You might end up doing more some days because you realize that just doing 10 is lazy.

The main purpose is to make it easy for you to keep the momentum going. You can do 10 push-ups (or pull-ups, or sit-ups, etc.) anywhere, anytime. There are no excuses.

You need less than 30 seconds.

This will allow you to never feel overwhelmed by the activity you are trying to start. Maybe you don’t feel like going to the gym because it is rush-hour or you don't want to go out for a walk because it is raining.

But there is no valid excuse for not doing 10 rep of your chosen exercise.

You can have results or excuses, not both.

 

Creating The Illusion Of a No-Limits Diet

 

This is where the improv warm-up fits in.

We don't like to lose the ability to decide. We don't like limits and boundaries.

So, thinking “I cannot eat sugar anymore for the rest of my life” might actually make you crave more of it. Or “I cannot eat pizza for the rest of my life” might make you give up before even starting.

The trick is to use the “Not today, maybe tomorrow” phrase like the one we use in the bowl of spaghetti warm up (actually, it’s a combination of two phrases from that warm up).

By doing so, we trick our brain into thinking that there is no actual boundary. Also, we build up or momentum of willpower because we only need to resist for a day.

After resisting for a day, you actually feel empowered to maybe resist for just another day.

Pizza? “Not today, maybe tomorrow”. Then, you just resist for that day.

 

Making & Breaking Habits

 

Don’t rely on your willpower to make or break a habit.

The easier you make for yourself to make healthy decisions, the less you will have to rely on your willpower. Thus, you can save it for when you really need it.

For example, if you are at home and craving Skittles or any other unhealthy snack and you don’t have any of it at your home then most probably you won’t eat it.

If you go out to eat go to places where the options are healthier, that way you won’t have to use your willpower to say no to that chicken fried chicken.

By doing so, you will save you willpower for when you cannot control your environment. Maybe someone brings donuts or muffins to your office. That’s when you will need your willpower.

To keep a habit, it also helps to make a public commitment or have a bullying-partner (it’s like an accountability partner but on steroids). This is the person that will have no filter when bullying you so that you can make better decisions. Doing so will make you “fear” not making the commitment (remember that we do more to not lose than to win).
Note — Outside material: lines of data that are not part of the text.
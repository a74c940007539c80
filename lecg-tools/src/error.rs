//! Error types for lecg-tools.

use std::path::PathBuf;
use thiserror::Error;

/// Result type alias for lecg-tools operations.
pub type Result<T> = std::result::Result<T, ToolError>;

/// Errors that can occur while running one of the build-support tools.
#[derive(Error, Debug)]
pub enum ToolError {
    /// An input file does not exist.
    #[error("No such file: {}", path.display())]
    NotFound {
        /// Path that was looked up.
        path: PathBuf,
    },

    /// Generic I/O failure reading or writing a file.
    #[error("IO error on {}: {source}", path.display())]
    Io {
        /// File or directory the operation was applied to.
        path: PathBuf,
        /// Underlying error.
        #[source]
        source: std::io::Error,
    },

    /// File content could not be decoded with the requested text encoding.
    #[error("Cannot decode {} as {encoding}: {message}", path.display())]
    Decode {
        /// File that failed to decode.
        path: PathBuf,
        /// Encoding that was attempted.
        encoding: &'static str,
        /// What went wrong.
        message: String,
    },

    /// The external build tool could not be started or waited on.
    #[error("Failed to run '{program}': {source}")]
    Launch {
        /// Program that was launched.
        program: String,
        /// Underlying error.
        #[source]
        source: std::io::Error,
    },

    /// Image decoding, resampling or encoding failed.
    #[error("{source}")]
    Image {
        /// Image file involved.
        path: PathBuf,
        /// Underlying codec error.
        #[source]
        source: image::ImageError,
    },
}

impl ToolError {
    pub(crate) fn io(path: impl Into<PathBuf>, source: std::io::Error) -> Self {
        let path = path.into();
        if source.kind() == std::io::ErrorKind::NotFound {
            ToolError::NotFound { path }
        } else {
            ToolError::Io { path, source }
        }
    }
}
//! Configuration loading from `.lecgrc.toml`.
//!
//! Every setting is optional. Command-line flags override the file, and the
//! file overrides the built-in defaults (which reproduce the paths the tools
//! have always used).
//!
//! # Example Configuration
//!
//! ```toml
//! [build]
//! program = "dotnet"
//! project = "LECG/LECG.csproj"
//!
//! [log]
//! path = "full_build.log"
//! encoding = "utf16"
//!
//! [icons]
//! layout = "repo"          # or "legacy"
//! repo_root = "."
//! # source_dir = "design/full-size"
//! # dest_dir = "src/Resources/Images"
//!
//! [output]
//! format = "table"
//! color = true
//! ```

use anyhow::Context;
use serde::Deserialize;
use std::path::Path;

/// Name of the config file looked up in the working directory.
pub const CONFIG_FILE: &str = ".lecgrc.toml";

/// Root configuration structure loaded from `.lecgrc.toml`.
#[derive(Debug, Deserialize, Default)]
#[serde(deny_unknown_fields)]
pub struct LecgConfig {
    #[serde(default)]
    pub build: BuildConfig,

    #[serde(default)]
    pub log: LogConfig,

    #[serde(default)]
    pub icons: IconsConfig,

    #[serde(default)]
    pub output: OutputSettings,
}

/// `[build]`: how the add-in is built.
#[derive(Debug, Deserialize, Default)]
pub struct BuildConfig {
    /// Build tool executable. Default: `dotnet`.
    #[serde(default)]
    pub program: Option<String>,

    /// Project or solution passed to `dotnet build`.
    #[serde(default)]
    pub project: Option<String>,
}

/// `[log]`: which build log is scanned.
#[derive(Debug, Deserialize, Default)]
pub struct LogConfig {
    #[serde(default)]
    pub path: Option<String>,

    /// `utf16` (default) or `utf8`.
    #[serde(default)]
    pub encoding: Option<String>,
}

/// `[icons]`: where icon artwork lives.
#[derive(Debug, Deserialize, Default)]
pub struct IconsConfig {
    /// `repo` (default) or `legacy`.
    #[serde(default)]
    pub layout: Option<String>,

    /// Root for the `repo` layout. Default: working directory.
    #[serde(default)]
    pub repo_root: Option<String>,

    /// Overrides the layout's source directory.
    #[serde(default)]
    pub source_dir: Option<String>,

    /// Overrides the layout's destination directory.
    #[serde(default)]
    pub dest_dir: Option<String>,
}

/// `[output]`: defaults for rendering. `--format` overrides these.
#[derive(Debug, Deserialize, Default)]
pub struct OutputSettings {
    /// `table` or `json`.
    #[serde(default)]
    pub format: Option<String>,

    /// Force colors on or off. Unset means auto-detect.
    #[serde(default)]
    pub color: Option<bool>,
}

impl LecgConfig {
    /// Load configuration from `.lecgrc.toml` in the given directory.
    ///
    /// A missing file gives defaults. Read or parse errors are logged as
    /// warnings and also give defaults.
    pub fn load(root: &Path) -> Self {
        match Self::load_strict(root) {
            Ok(config) => config,
            Err(e) => {
                tracing::warn!("Ignoring {}: {:#}", CONFIG_FILE, e);
                Self::default()
            }
        }
    }

    /// Like [`LecgConfig::load`], but read and parse errors are returned.
    pub fn load_strict(root: &Path) -> anyhow::Result<Self> {
        let config_path = root.join(CONFIG_FILE);
        if !config_path.exists() {
            return Ok(Self::default());
        }
        let content = std::fs::read_to_string(&config_path)
            .with_context(|| format!("Failed to read {}", config_path.display()))?;
        let config = toml::from_str(&content)
            .with_context(|| format!("Failed to parse {}", config_path.display()))?;
        tracing::debug!("Loaded {}", config_path.display());
        Ok(config)
    }

    /// Get the default output format, if configured.
    pub fn default_format(&self) -> Option<&str> {
        self.output.format.as_deref()
    }

    /// Color override, or `None` to auto-detect.
    pub fn use_color(&self) -> Option<bool> {
        self.output.color
    }
}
So one thing we can all do is starting next week we can all share a post saying that we are participating in Station Theater’s Weight-losstronauts challenge and that in two months we should be at least 5 pounds lighter (and while doing so we also tag Station Theater so that we can promote the place that has given us so much and we can help others become part of this amazing community).

 

Putting It All Together

 

This is a lot of information so by using the following template we will make it simple. Submit the form so that you can download the template for FREE. 

Name *
Name

You only have to do two things:

  • Do 10 reps of your selected exercise EVERY DAY

  • Say “Not today, maybe tomorrow” at least 2 or 3 times per week

Make a mark on the template every day that you do your 10 reps (I use a checkmark) and also make a mark for each day that you successfully resisted eating something that you shouldn’t eat (I use a circle) by saying “Not today, maybe tomorrow”.

That’s it.

Once you have several days in a row of doing 10 reps you won’t want to break the streak. Also, once you see that you can resist for at least a day to eating unhealthy stuff you will start feeling empowered to going two days in a row, maybe three?

*This article contains general information about nutrition, health, and diets. The information is not advice and should not be treated as such. You should consult your doctor or another professional healthcare provider before starting an exercise or diet program.